Low-temperature physics

Physicists confirm existence of polariton condensate

17 May 2007

Physicists in the US say they have witnessed the trademark coherence of a Bose-Einstein condensate in a cooled system of quasiparticles known as "polaritons". Although similar claims have been made before, other researchers in the field had suspected that the coherence was an effect of the laser beam used to create the polaritons, meaning the systems were not true condensates. This new experiment has removed doubt by accumulating polaritons away from the laser beam (Science 316 1007).

First created in 1995 from a gas of rubidium atoms, Bode-Einstein condensates (BECs) are systems in which a large number of bosons have collapsed into the same ground state. This enables the bosons to shed their random, classical behaviour and move as a coherent whole, providing a means to study quantum effects such as superfluidity in a macroscopic setting. The drawback is that the phase change normally takes place at temperatures close to absolute zero.

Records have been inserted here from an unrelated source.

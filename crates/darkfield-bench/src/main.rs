//! darkfield-bench: CLI tool for segmentation parameter experimentation and diagnostics.
//!
//! Runs the grain-segmentation pipeline on a given frame image with
//! configurable parameters, printing detailed per-stage diagnostics.
//! Useful for:
//!
//! - Tuning the relative threshold, seed spacing, and size bounds
//! - Measuring per-stage durations to identify bottlenecks
//! - Understanding how parameter changes affect seed/region/grain counts
//! - Writing the stage overview panel and per-grain images for inspection
//!
//! # Usage
//!
//! ```text
//! cargo run --release --bin darkfield-bench -- [OPTIONS] <IMAGE_PATH>
//! ```

#![allow(clippy::print_stdout, clippy::print_stderr)]

use std::path::{Path, PathBuf};
use std::process::ExitCode;
use std::time::{Duration, Instant};

use clap::Parser;
use darkfield_pipeline::diagnostics::{Clock, SeparateDiagnostics};
use darkfield_pipeline::{ExcludeBorder, Frame, SeparateConfig, render};

/// Segmentation parameter experimentation and diagnostics for darkfield.
///
/// Runs the grain-segmentation pipeline on a given frame image with
/// configurable parameters and prints detailed per-stage timing and
/// count diagnostics.
#[derive(Parser)]
#[command(name = "darkfield-bench", version)]
struct Cli {
    /// Path to the input frame image (PNG, JPEG, BMP, TIFF).
    image_path: PathBuf,

    /// Minimum seed spacing in pixels (window radius for peak finding).
    #[arg(long, default_value_t = SeparateConfig::DEFAULT_MIN_DISTANCE, value_parser = clap::builder::RangedU64ValueParser::<u32>::new().range(1..))]
    min_distance: u32,

    /// Relative intensity threshold as a fraction of the frame maximum (0.0-1.0).
    #[arg(long, default_value_t = SeparateConfig::DEFAULT_THRESHOLD)]
    threshold: f32,

    /// Smallest grain size in pixels that survives the size filter.
    #[arg(long, default_value_t = SeparateConfig::DEFAULT_MIN_SIZE)]
    min_size: u32,

    /// Largest grain size in pixels that survives the size filter.
    #[arg(long)]
    max_size: Option<u32>,

    /// Maximum number of seeds kept (highest distance values win).
    #[arg(long, default_value_t = SeparateConfig::DEFAULT_MAX_GRAINS, value_parser = clap::builder::RangedU64ValueParser::<usize>::new().range(1..))]
    max_grains: usize,

    /// Exclude seeds within this margin of the frame border, in pixels.
    #[arg(long, conflicts_with = "exclude_border_auto")]
    exclude_border: Option<u32>,

    /// Exclude seeds within `min_distance` of the frame border.
    #[arg(long)]
    exclude_border_auto: bool,

    /// Write the 2x3 stage overview panel as a PNG.
    #[arg(long)]
    panel: Option<PathBuf>,

    /// Write each segmented grain as a PNG into this directory.
    #[arg(long)]
    grains_dir: Option<PathBuf>,

    /// Number of runs for averaging.
    #[arg(long, default_value_t = 1, value_parser = clap::builder::RangedU64ValueParser::<usize>::new().range(1..))]
    runs: usize,

    /// Output diagnostics as JSON instead of human-readable report.
    #[arg(long)]
    json: bool,

    /// Full segmentation config as a JSON string.
    ///
    /// When provided, all other segmentation parameter flags are ignored.
    /// The JSON must be a valid `SeparateConfig` serialization.
    #[arg(long)]
    config_json: Option<String>,
}

/// Build a [`SeparateConfig`] from CLI arguments.
///
/// If `--config-json` is provided, the JSON is parsed directly and all
/// individual parameter flags are ignored.  Otherwise, a config is
/// assembled from the individual flags.
fn config_from_cli(cli: &Cli) -> Result<SeparateConfig, String> {
    if let Some(ref json) = cli.config_json {
        return serde_json::from_str(json).map_err(|e| format!("Error parsing --config-json: {e}"));
    }

    let exclude_border = if cli.exclude_border_auto {
        ExcludeBorder::MinDistance
    } else {
        cli.exclude_border
            .map_or(ExcludeBorder::Off, ExcludeBorder::Margin)
    };

    Ok(SeparateConfig {
        min_distance: cli.min_distance,
        threshold: cli.threshold,
        min_size: cli.min_size,
        max_size: cli.max_size,
        max_grains: cli.max_grains,
        exclude_border,
    })
}

fn main() -> ExitCode {
    let cli = Cli::parse();

    let config = match config_from_cli(&cli) {
        Ok(c) => c,
        Err(msg) => {
            eprintln!("{msg}");
            return ExitCode::FAILURE;
        }
    };

    let frame: Frame = match image::open(&cli.image_path) {
        Ok(dynamic) => dynamic.to_luma32f(),
        Err(e) => {
            eprintln!("Error reading {}: {e}", cli.image_path.display());
            return ExitCode::FAILURE;
        }
    };

    eprintln!(
        "Frame: {} ({}x{} pixels)",
        cli.image_path.display(),
        frame.width(),
        frame.height(),
    );
    eprintln!("Config: {config:#?}");
    eprintln!("Runs: {}", cli.runs);
    eprintln!();

    let mut all_diagnostics = Vec::with_capacity(cli.runs);

    for run in 0..cli.runs {
        if cli.runs > 1 {
            eprintln!("--- Run {}/{} ---", run + 1, cli.runs);
        }

        match darkfield_pipeline::diagnostics::separate_staged_with_diagnostics(
            &frame, &config, &StdClock,
        ) {
            Ok((staged, diagnostics)) => {
                if cli.json {
                    match serde_json::to_string_pretty(&diagnostics) {
                        Ok(json) => println!("{json}"),
                        Err(e) => {
                            eprintln!("Error serializing diagnostics: {e}");
                            return ExitCode::FAILURE;
                        }
                    }
                } else {
                    println!("{}", diagnostics.report());
                }

                // Write images on the first run only.
                if run == 0 {
                    if let Some(ref panel_path) = cli.panel {
                        let panel = render::render_panel(&staged);
                        match panel.save(panel_path) {
                            Ok(()) => eprintln!("Panel written to {}", panel_path.display()),
                            Err(e) => {
                                eprintln!("Error writing panel to {}: {e}", panel_path.display());
                            }
                        }
                    }
                    if let Some(ref grains_dir) = cli.grains_dir {
                        write_grains(&staged.segmentation.grains, grains_dir);
                    }
                }

                all_diagnostics.push(diagnostics);
            }
            Err(e) => {
                eprintln!("Segmentation error: {e}");
                return ExitCode::FAILURE;
            }
        }

        if cli.runs > 1 {
            eprintln!();
        }
    }

    // Print summary when multiple runs.
    if cli.runs > 1 {
        print_multi_run_summary(&all_diagnostics);
    }

    ExitCode::SUCCESS
}

/// Write each grain slot as a min-max normalized PNG.
fn write_grains(grains: &darkfield_pipeline::GrainStack, dir: &Path) {
    if let Err(e) = std::fs::create_dir_all(dir) {
        eprintln!("Error creating {}: {e}", dir.display());
        return;
    }
    for (index, slot) in grains.slots().iter().enumerate() {
        let path = dir.join(format!("grain-{index:03}.png"));
        let rendered = render::to_u8_normalized(slot);
        match rendered.save(&path) {
            Ok(()) => eprintln!("Grain written to {}", path.display()),
            Err(e) => eprintln!("Error writing grain to {}: {e}", path.display()),
        }
    }
}

/// [`Clock`] implementation backed by [`std::time::Instant`].
struct StdClock;

impl Clock for StdClock {
    type Instant = Instant;

    fn now(&self) -> Instant {
        Instant::now()
    }

    fn elapsed(&self, since: &Instant) -> Duration {
        since.elapsed()
    }
}

/// Function pointer type for extracting a stage duration from diagnostics.
type StageExtractor = fn(&SeparateDiagnostics) -> Duration;

/// Print aggregated statistics across multiple runs.
#[allow(clippy::cast_precision_loss)]
fn print_multi_run_summary(all_diagnostics: &[SeparateDiagnostics]) {
    debug_assert!(!all_diagnostics.is_empty(), "no diagnostics to summarize");

    println!();
    println!(
        "Summary ({} runs)\n{}",
        all_diagnostics.len(),
        "=".repeat(60),
    );

    let durations: Vec<f64> = all_diagnostics
        .iter()
        .map(|d| d.total_duration.as_secs_f64() * 1000.0)
        .collect();

    let min = durations.iter().copied().reduce(f64::min).unwrap_or(0.0);
    let max = durations.iter().copied().reduce(f64::max).unwrap_or(0.0);
    let mean = durations.iter().sum::<f64>() / durations.len() as f64;

    println!("Total duration: min={min:.3}ms  mean={mean:.3}ms  max={max:.3}ms");

    // Per-stage means.
    println!();
    println!("{:<24} {:>12}", "Stage", "Mean (ms)");
    println!("{}", "-".repeat(40));

    let stage_extractors: &[(&str, StageExtractor)] = &[
        ("Mask", |d| d.mask.duration),
        ("Distance", |d| d.distance.duration),
        ("Seeding", |d| d.seeding.duration),
        ("Elevation", |d| d.elevation.duration),
        ("Watershed", |d| d.watershed.duration),
        ("Collect", |d| d.collect.duration),
    ];

    for (name, extractor) in stage_extractors {
        let stage_mean = all_diagnostics
            .iter()
            .map(|d| extractor(d).as_secs_f64() * 1000.0)
            .sum::<f64>()
            / all_diagnostics.len() as f64;
        println!("{name:<24} {stage_mean:>10.3}ms");
    }
}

However, polaritons – which are bosons consisting of an electron-hole pair and a photon – are a billion orders of magnitude lighter than rubidium atoms, so should be able to form a BEC at much higher temperatures. The first claim of a polariton condensate came last year, when Jacek Kasprzak of the Université Joseph Fourier in Grenoble, France, together with colleagues in Switzerland and the UK, used a laser to steadily increase the density of polaritons in a semiconductor microcavity kept at the relatively warm temperature of 19 K. They found that above a critical density, the polaritons began to display the coherent behaviour of a BEC (see related story: “BECs confound at higher temperatures”).

Other researchers in the field doubted that the polaritons were a true BEC, though, because the behaviour was only seen in the region excited by the laser beam, which is itself coherent. To settle the matter, David Snoke and colleagues from the University of Pittsburgh and Bell Labs in the US have made a similar system in which the polaritons produced by the laser subsequently migrate away from the laser’s excitation. They did this by using a sharp pin, just 50 µm across, to create an inhomogeneous stress on the microcavity, which formed a trap that the polaritons could accumulate in. In this system, they found that a BEC still formed at a temperature of 4.2 K.

Although this is not as warm as the BEC at 19 K Kasprzak’s team reported, Snoke told Physics Web that since publication they have increased the condensation temperature to 32 K: “There is plenty of reason to expect we can go even higher…I would not predict room temperature, but over 100 K is not out of reach for us.” In addition, the US team’s microcavity is made from the widely-available semiconductor GaAs in a trapping system similar to that used in atomic gases, which will make the field easily accessible to more research groups.

Nonetheless, there may still be doubts whether Snoke’s system is a BEC in the conventional sense, because polaritons have such a short lifetime that the system can only reach a quasi-equilibrium. “Some people want to restrict the use of the BEC term to a system that is in true equilibrium,” said Snoke. “On the other hand, some people want to generalize it to include all sorts of systems including lasers. It’s more a question of terminology.”